2) it touches more code than I feel comfortable including in this JIRA when it
should really be a separate JIRA and we should do sendMessage() and
sendMessageToAllEdges() at the same time.
3) I can test GIRAPH-322 just fine using "-Dhash.userPartitionCount==# of
workers" to see what comes of this, and get this commited as its own fix,
rolling the partition deduplicating in the code to the other JIRA mentioned in
#2. This idea can then be judged on its own merits (or not)
4) For future reference, the JIRA mentioned in #2 would require
WorkerInfo/PartitionOwner type plumbing to be per-worker instances and not
per-partition anymore, and would require the netty request ack's like
ClientRequestId to use the host-port combo for that worker as a
"destinationWorkerId" rather than the WorkerInfo's partitionId. thats about it.
This would be a good JIRA, a real win I think.
So, here's a version that should bear some testing.
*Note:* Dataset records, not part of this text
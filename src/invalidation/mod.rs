//! Vanish invalidation engine
//!
//! Buffers cache invalidations raised by a content host and flushes them to a
//! Varnish-style reverse proxy as `BAN` requests:
//!
//! - **Accumulate**: URLs are normalized to request paths; regex patterns are kept verbatim
//! - **Flush**: the target is resolved, the buffer drained, and one request sent per entry
//!
//! ## Configuration
//!
//! Dispatch behavior is controlled via `vanish.toml`:
//!
//! ```toml
//! [cache_server]
//! site_url = "https://example.com/"
//! port_override = 6081
//!
//! [dispatch]
//! concurrency = 8
//! request_timeout_ms = 10000
//! # ... see config.rs for all options
//! ```

mod accumulator;
mod config;
mod dispatcher;
mod engine;
mod plan;
mod result;
mod target;
mod transport;

pub use accumulator::BanAccumulator;
pub use config::{CacheServerConfig, DispatchConfig};
pub use dispatcher::PurgeDispatcher;
pub use engine::{EngineState, InvalidationEngine, SiteUrlProvider};
pub use plan::BanPlan;
pub use result::{BanFailure, FailureReason, FlushResult};
pub use target::resolve_target;
pub use transport::{BAN_METHOD, BanTransport, TransportError};
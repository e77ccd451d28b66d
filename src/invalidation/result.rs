//! Aggregate outcome of a flush.

use std::fmt;
use std::time::Duration;

use serde::Serialize;
use uuid::Uuid;

use crate::domain::ban::BanTarget;

/// Why a single ban request did not succeed.
#[derive(Debug, Clone, PartialEq, Eq, Serialize)]
#[serde(tag = "kind", rename_all = "snake_case")]
pub enum FailureReason {
    /// The cache server answered with a non-2xx status.
    Status { code: u16 },
    /// The request never produced a response.
    Transport { message: String },
    /// No response arrived within the per-request timeout.
    Timeout { after_ms: u64 },
    /// The request could not be built; resending it cannot help.
    InvalidRequest { message: String },
}

impl FailureReason {
    pub fn timeout(after: Duration) -> Self {
        Self::Timeout {
            after_ms: after.as_millis() as u64,
        }
    }

    /// Short label used for the `outcome` metric dimension.
    pub fn label(&self) -> &'static str {
        match self {
            Self::Status { .. } => "status",
            Self::Transport { .. } => "transport",
            Self::Timeout { .. } => "timeout",
            Self::InvalidRequest { .. } => "invalid_request",
        }
    }

    /// False for failures that would repeat identically on every attempt.
    pub fn is_retryable(&self) -> bool {
        !matches!(self, Self::InvalidRequest { .. })
    }
}

impl fmt::Display for FailureReason {
    fn fmt(&self, f: &mut fmt::Formatter<'_>) -> fmt::Result {
        match self {
            Self::Status { code } => write!(f, "cache server responded with status {code}"),
            Self::Transport { message } => write!(f, "transport error: {message}"),
            Self::Timeout { after_ms } => write!(f, "timed out after {after_ms}ms"),
            Self::InvalidRequest { message } => write!(f, "invalid request: {message}"),
        }
    }
}

/// A ban entry that failed after exhausting its attempts.
#[derive(Debug, Clone, PartialEq, Eq, Serialize)]
pub struct BanFailure {
    pub target: BanTarget,
    pub reason: FailureReason,
    pub attempts: u32,
}

/// Final outcome for one planned entry.
#[derive(Debug, Clone)]
pub(crate) struct EntryOutcome {
    pub target: BanTarget,
    pub attempts: u32,
    pub result: Result<u16, FailureReason>,
}

/// Summary returned by every completed flush, including partially failed ones.
#[derive(Debug, Clone, PartialEq, Eq, Serialize)]
pub struct FlushResult {
    /// Correlates this flush with its log lines.
    pub flush_id: Uuid,
    /// Resolved cache-server base URL; empty when nothing was pending.
    pub target: String,
    pub attempted: usize,
    pub succeeded: usize,
    pub failed: usize,
    pub duplicates_skipped: usize,
    /// Failed entries in issue order.
    pub failures: Vec<BanFailure>,
    pub elapsed_ms: u64,
}

impl FlushResult {
    /// Result of flushing an empty buffer.
    pub fn empty(flush_id: Uuid) -> Self {
        Self {
            flush_id,
            target: String::new(),
            attempted: 0,
            succeeded: 0,
            failed: 0,
            duplicates_skipped: 0,
            failures: Vec::new(),
            elapsed_ms: 0,
        }
    }

    pub(crate) fn from_outcomes(
        flush_id: Uuid,
        target: String,
        duplicates_skipped: usize,
        outcomes: Vec<EntryOutcome>,
        elapsed: Duration,
    ) -> Self {
        let attempted = outcomes.len();
        let failures: Vec<BanFailure> = outcomes
            .into_iter()
            .filter_map(|outcome| match outcome.result {
                Ok(_) => None,
                Err(reason) => Some(BanFailure {
                    target: outcome.target,
                    reason,
                    attempts: outcome.attempts,
                }),
            })
            .collect();

        Self {
            flush_id,
            target,
            attempted,
            succeeded: attempted - failures.len(),
            failed: failures.len(),
            duplicates_skipped,
            failures,
            elapsed_ms: elapsed.as_millis() as u64,
        }
    }

    /// True when every attempted entry succeeded.
    pub fn is_success(&self) -> bool {
        self.failed == 0
    }
}

impl fmt::Display for FlushResult {
    fn fmt(&self, f: &mut fmt::Formatter<'_>) -> fmt::Result {
        write!(
            f,
            "flush {}: attempted={} succeeded={} failed={} duplicates_skipped={}",
            self.flush_id, self.attempted, self.succeeded, self.failed, self.duplicates_skipped
        )
    }
}
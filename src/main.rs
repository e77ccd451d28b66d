use std::process;

use tracing::{Dispatch, Level, dispatcher, error, info};
use tracing_subscriber::fmt as tracing_fmt;
use vanish::{
    application::{commands, error::AppError},
    config,
    infra::telemetry,
};

const PARTIAL_FAILURE_EXIT_CODE: i32 = 2;

#[tokio::main]
async fn main() {
    match run().await {
        Ok(code) => process::exit(code),
        Err(error) => {
            report_application_error(&error);
            process::exit(error.exit_code());
        }
    }
}

fn report_application_error(error: &AppError) {
    if dispatcher::has_been_set() {
        error!(error = %error, "application error");
        return;
    }

    let subscriber = tracing_fmt().with_max_level(Level::ERROR).finish();
    let dispatch = Dispatch::new(subscriber);
    dispatcher::with_default(&dispatch, || {
        error!(error = %error, "application error");
    });
}

async fn run() -> Result<i32, AppError> {
    let (cli_args, settings) = config::load_with_cli()?;

    telemetry::init(&settings.logging)?;

    match cli_args.command {
        config::Command::Ban(args) => run_ban(settings, *args).await,
        config::Command::Target(_) => {
            println!("{}", commands::target(&settings)?);
            Ok(0)
        }
        config::Command::Normalize(args) => {
            for path in commands::normalize_all(&args.urls)? {
                println!("{path}");
            }
            Ok(0)
        }
    }
}

async fn run_ban(settings: config::Settings, args: config::BanArgs) -> Result<i32, AppError> {
    let engine = commands::build_engine(&settings)?;

    info!(
        target = "vanish::ban",
        urls = args.urls.len(),
        regexes = args.regexes.len(),
        concurrency = settings.dispatch.concurrency.get(),
        "Starting ban"
    );

    let result = commands::ban(&engine, &args.urls, &args.regexes).await?;
    println!("{}", commands::render_flush(&result, args.json)?);

    if result.is_success() {
        Ok(0)
    } else {
        Ok(PARTIAL_FAILURE_EXIT_CODE)
    }
}
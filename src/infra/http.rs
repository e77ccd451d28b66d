//! reqwest-backed ban transport.

use async_trait::async_trait;
use reqwest::header::HeaderValue;
use reqwest::{Client, Method, Url};

use super::error::InfraError;
use crate::domain::ban::{BAN_METHOD_HEADER, BanTarget};
use crate::invalidation::{BAN_METHOD, BanTransport, TransportError};

/// Sends `BAN` requests with `X-Ban-Method` and `X-Ban-Url`/`X-Ban-Regex` headers.
#[derive(Clone, Debug)]
pub struct HttpBanTransport {
    client: Client,
    method: Method,
}

impl HttpBanTransport {
    pub fn new() -> Result<Self, InfraError> {
        let client = Client::builder().user_agent(Self::user_agent()).build()?;
        Self::with_client(client)
    }

    /// Use a preconfigured client (proxy settings, custom roots, ...).
    pub fn with_client(client: Client) -> Result<Self, InfraError> {
        let method = Method::from_bytes(BAN_METHOD.as_bytes())
            .map_err(|err| InfraError::configuration(format!("invalid ban method: {err}")))?;
        Ok(Self { client, method })
    }

    pub fn user_agent() -> &'static str {
        concat!("vanish/", env!("CARGO_PKG_VERSION"))
    }
}

#[async_trait]
impl BanTransport for HttpBanTransport {
    async fn send(&self, target: &str, ban: &BanTarget) -> Result<u16, TransportError> {
        let url = Url::parse(target)
            .map_err(|err| TransportError::InvalidRequest(format!("target `{target}`: {err}")))?;
        let key = HeaderValue::from_bytes(ban.key().as_bytes()).map_err(|err| {
            TransportError::InvalidRequest(format!("{} is not a valid header value: {err}", ban))
        })?;

        let response = self
            .client
            .request(self.method.clone(), url)
            .header(BAN_METHOD_HEADER, ban.ban_method())
            .header(ban.ban_header(), key)
            .send()
            .await
            .map_err(TransportError::from_request)?;

        Ok(response.status().as_u16())
    }
}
I'm still on a laptop but
when i get to set my Giraph rig up again at home I will definitely begin doing
this. More soon...
> Run Length Encoding for Vertex#sendMessageToAllEdges might curb out of
> control message growth in large scale jobs
> -----------------------------------------------------------------------------------------------------------------
>
> Key: GIRAPH-322
> URL: https://issues.apache.org/jira/browse/GIRAPH-322
> Project: Giraph
> Issue Type: Improvement
> Components: bsp
> Affects Versions: 0.2.0
> Reporter: Eli Reisman
> Assignee: Eli Reisman
> Priority: Minor
> Fix For: 0.2.0
>
> Attachments: GIRAPH-322-1.patch, GIRAPH-322-2.patch,
> GIRAPH-322-3.patch, GIRAPH-322-4.patch
>
>
> Vertex#sendMessageToAllEdges is a case that goes against the grain of the
> data structures and code paths used to transport messages through a Giraph
> application and out on the network. While messages to a single vertex can be
> combined (and should be) in some applications that could make use of this
> broadcast messaging, the out of control message growth of algorithms like
> triangle closing means we need to de-duplicate messages bound for many
> vertices/partitions.
> This will be an evolving solution (this first patch is just the first step)
> and currently it does not present a robust solution for disk-spill message
> stores. I figure I can get some advice about that or it can be a follow-up
> JIRA if this turns out to be a fruitful pursuit. This first patch is also
> Netty-only and simply defaults to the old sendMessagesToAllEdges()
> implementation if USE_NETTY is false. All this can be cleaned up when we know
> this works and/or is worth pursuing.
> The idea is to send as few broadcast messages as possible by run-length
> encoding their delivery and only duplicating message on the network when they
> are bound for different partitions. This is also best when combined with
> "-Dhash.userPartitionCount=# of workers" so you don't do too much of that.
> If this shows promise I will report back and keep working on this. As it is,
> it represents an end-to-end solution, using Netty, for in-memory messaging.
> It won't break with spill to disk, but you do lose the de-duplicating effect.
> More to follow, comments/ideas welcome. I expect this to change a lot as I
> test it and ideas/suggestions crop up.
--
This message is automatically generated by JIRA.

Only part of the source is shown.